- Around Naija: Season 1

= Around Naija =

TV show in Nigeria

Around Naija is a Nigerian reality show which focuses on the people of Nigeria and Nigeria's history.

== Competition ==
Around Naija engages 37 participants each from the 36 states of the country and the Federal Capital Territory.

Formerly designed as a road-show/tour around the country, It was restructured in line with the security status of the nation, and now holds in one particular city but still features the full 37 contestants. The Around Naija reality TV show seeks to engage participants in tasks that highlights the economic and socio-cultural values of the various ethnic groups in Nigeria – their food, language, dance, music, history, clothes and culture.

The reality show which is predominantly competitive and informative in nature, and is designed to be a socio-cultural experiment as certain components of the reality show helps to showcase talent, potential and behavioural characteristics of participants or contestants.
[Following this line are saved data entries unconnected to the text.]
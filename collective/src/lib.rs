mod communicator;
mod error;
mod worker_set;

pub use communicator::{Communicator, world};
pub use error::{CollectiveErr, Result};
pub use worker_set::{LocalWorkerSet, WorkerSet};
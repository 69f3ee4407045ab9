use std::{io, process};

use log::info;
use vector_sum::{
    SumConfig, SumErr,
    alloc::HeapAlloc,
    generation::{RandVecGen, seeded_rng},
    report, serial_sum,
};

fn fail(e: SumErr) -> ! {
    eprintln!("{e}");
    process::exit(-1);
}

fn main() -> io::Result<()> {
    env_logger::init();

    let config = SumConfig::from_env().unwrap_or_else(|e| fail(e));
    let mut vec_gen = RandVecGen::tenths(seeded_rng(config.seed()));

    let z = serial_sum(config.order(), &mut vec_gen, &HeapAlloc).unwrap_or_else(|e| fail(e));

    info!("summed vectors of order {}", config.order());
    report::write_part(&mut io::stdout().lock(), "A part of the sum is", &z)
}
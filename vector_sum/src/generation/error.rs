use std::{
    error::Error,
    fmt::{self, Display},
};

use rand_distr::uniform::Error as UniformError;

/// The specific result type for the different instances of `RandVecGen` generators.
pub type Result<T> = std::result::Result<T, RandErr>;

/// Error returned by the `RandVecGen` constructors whenever the requested distribution
/// can't be built, for example an empty or non finite range.
#[derive(Debug)]
pub struct RandErr(String);

impl From<UniformError> for RandErr {
    fn from(value: UniformError) -> Self {
        Self(value.to_string())
    }
}

impl Display for RandErr {
    fn fmt(&self, f: &mut fmt::Formatter<'_>) -> fmt::Result {
        f.write_str(&self.0)
    }
}

impl Error for RandErr {}
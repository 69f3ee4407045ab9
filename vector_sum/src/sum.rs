/// Computes the element-wise sum of `x` and `y`.
///
/// # Arguments
/// * `x` - The first addend.
/// * `y` - The second addend, same length as `x`.
///
/// # Returns
/// A new vector `z` with `z[i] = x[i] + y[i]`.
///
/// # Panics
/// If `x` and `y` have different lengths.
pub fn vector_sum(x: &[f64], y: &[f64]) -> Vec<f64> {
    let mut z = vec![0.; x.len()];
    vector_sum_into(x, y, &mut z);
    z
}

/// Computes the element-wise sum of `x` and `y` into `z`.
///
/// # Arguments
/// * `x` - The first addend.
/// * `y` - The second addend.
/// * `z` - Where to write the sum.
///
/// # Panics
/// If the three slices don't have the same length.
pub fn vector_sum_into(x: &[f64], y: &[f64], z: &mut [f64]) {
    assert_eq!(x.len(), y.len(), "addends must have the same length");
    assert_eq!(x.len(), z.len(), "output must match the addends' length");

    for ((zi, xi), yi) in z.iter_mut().zip(x).zip(y) {
        *zi = xi + yi;
    }
}

#[cfg(test)]
mod tests {
    use super::*;

    #[test]
    fn empty() {
        assert!(vector_sum(&[], &[]).is_empty());
    }

    #[test]
    fn elementwise() {
        let x = [1.5, -2., 0.1, 1e300];
        let y = [0.5, 2., 0.2, 1e300];
        let z = vector_sum(&x, &y);

        for i in 0..x.len() {
            assert_eq!(z[i], x[i] + y[i]);
        }
    }

    #[test]
    fn commutative() {
        let x = [0.1, 7.25, -3.5, 99.9];
        let y = [0.7, -1.25, 3.5, 0.1];

        assert_eq!(vector_sum(&x, &y), vector_sum(&y, &x));
    }

    #[test]
    fn zeros_are_identity() {
        let x = [3.25, -0.5, 12., 0.];
        assert_eq!(vector_sum(&x, &[0.; 4]), x);
    }

    #[test]
    fn into_buffer() {
        let mut z = [0.; 3];
        vector_sum_into(&[1., 2., 3.], &[3., 2., 1.], &mut z);
        assert_eq!(z, [4.; 3]);
    }

    #[test]
    #[should_panic]
    fn length_mismatch() {
        vector_sum(&[1., 2.], &[1.]);
    }
}
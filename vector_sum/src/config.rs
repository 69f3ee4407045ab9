use std::{env, num::NonZeroUsize, str::FromStr};

use crate::{Result, SumErr};

/// The vector order used when `VECTOR_ORDER` is not set.
pub const DEFAULT_ORDER: usize = 100_000;

/// The worker set size used when `WORKERS` is not set.
pub const DEFAULT_WORKERS: NonZeroUsize = NonZeroUsize::new(4).unwrap();

/// Immutable settings of a vector sum run.
#[derive(Debug, Clone, PartialEq, Eq)]
pub struct SumConfig {
    order: usize,
    workers: NonZeroUsize,
    seed: Option<u64>,
}

impl Default for SumConfig {
    fn default() -> Self {
        Self::new(DEFAULT_ORDER, DEFAULT_WORKERS, None)
    }
}

impl SumConfig {
    /// Creates a new sum configuration.
    ///
    /// # Args
    /// * `order` - The length of the vectors.
    /// * `workers` - The size of the worker set.
    /// * `seed` - The input generator's seed, `None` seeds from the clock.
    ///
    /// # Returns
    /// A `SumConfig` instance.
    pub fn new(order: usize, workers: NonZeroUsize, seed: Option<u64>) -> Self {
        Self {
            order,
            workers,
            seed,
        }
    }

    /// Reads the configuration from the `VECTOR_ORDER`, `WORKERS` and `SEED` environment variables.
    pub fn from_env() -> Result<Self> {
        Self::from_lookup(|var| env::var(var).ok())
    }

    /// Reads the configuration through `lookup`, unset variables keep their defaults.
    ///
    /// # Args
    /// * `lookup` - Returns the value of a variable, if set.
    ///
    /// # Returns
    /// The configuration, or `SumErr::InvalidConfig` naming the first malformed variable.
    pub fn from_lookup<L>(lookup: L) -> Result<Self>
    where
        L: Fn(&'static str) -> Option<String>,
    {
        let defaults = Self::default();

        Ok(Self {
            order: parse(&lookup, "VECTOR_ORDER")?.unwrap_or(defaults.order),
            workers: parse(&lookup, "WORKERS")?.unwrap_or(defaults.workers),
            seed: parse(&lookup, "SEED")?,
        })
    }

    /// Returns the length of the vectors.
    pub fn order(&self) -> usize {
        self.order
    }

    /// Returns the size of the worker set.
    pub fn workers(&self) -> NonZeroUsize {
        self.workers
    }

    /// Returns the input generator's seed.
    pub fn seed(&self) -> Option<u64> {
        self.seed
    }
}

fn parse<T, L>(lookup: &L, var: &'static str) -> Result<Option<T>>
where
    T: FromStr,
    L: Fn(&'static str) -> Option<String>,
{
    let Some(value) = lookup(var) else {
        return Ok(None);
    };

    value
        .trim()
        .parse()
        .map(Some)
        .map_err(|_| SumErr::InvalidConfig { var, value })
}
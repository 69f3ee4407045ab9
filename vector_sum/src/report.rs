use std::io::{self, Write};

/// How many leading elements `write_part` prints.
pub const PART_LEN: usize = 10;

/// Writes `title` and then the first `PART_LEN` elements of `v` with two decimals.
///
/// # Arguments
/// * `out` - The writer.
/// * `title` - The line printed before the values.
/// * `v` - The vector.
pub fn write_part<W: Write>(out: &mut W, title: &str, v: &[f64]) -> io::Result<()> {
    writeln!(out, "{title}")?;
    for x in v.iter().take(PART_LEN) {
        write!(out, "{x:.2} ")?;
    }
    writeln!(out)
}

/// Writes `title` and then every element of `v` with six decimals.
///
/// # Arguments
/// * `out` - The writer.
/// * `title` - The line printed before the values.
/// * `v` - The vector.
pub fn write_vector<W: Write>(out: &mut W, title: &str, v: &[f64]) -> io::Result<()> {
    writeln!(out, "{title}")?;
    for x in v {
        write!(out, "{x:.6} ")?;
    }
    writeln!(out)
}

#[cfg(test)]
mod tests {
    use super::*;

    #[test]
    fn part() {
        let v: Vec<f64> = (0..20).map(|i| i as f64 / 4.).collect();
        let mut out = Vec::new();

        write_part(&mut out, "A part of the sum is", &v).unwrap();
        assert_eq!(
            String::from_utf8(out).unwrap(),
            "A part of the sum is\n0.00 0.25 0.50 0.75 1.00 1.25 1.50 1.75 2.00 2.25 \n"
        );
    }

    #[test]
    fn short_part() {
        let mut out = Vec::new();
        write_part(&mut out, "t", &[1.]).unwrap();
        assert_eq!(String::from_utf8(out).unwrap(), "t\n1.00 \n");
    }

    #[test]
    fn full_vector() {
        let mut out = Vec::new();
        write_vector(&mut out, "The sum is", &[9., 0.5]).unwrap();
        assert_eq!(
            String::from_utf8(out).unwrap(),
            "The sum is\n9.000000 0.500000 \n"
        );
    }
}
The winner of the competition and the first and second runners-up goes home with N10 million, N5 million and N2 million respectively concluded.

== Audition ==
The audition for Around Naija was conducted online across the country, in line with the ‘new normal’ of social and physical distancing as stipulated in the Corona Virus, COVID-19 pandemic protocols.

== Brand ambassador ==
Former footballer for the Super Eagles of Nigeria, AFC Ajax, Arsenal FC and Inter Milan FC, Nwankwo Kanu is the brand ambassador of Around Naija. The choice of him being the brand ambassador was based around his victories in the Premier League and the UEFA Champions League, and his influence amongst young Nigerians.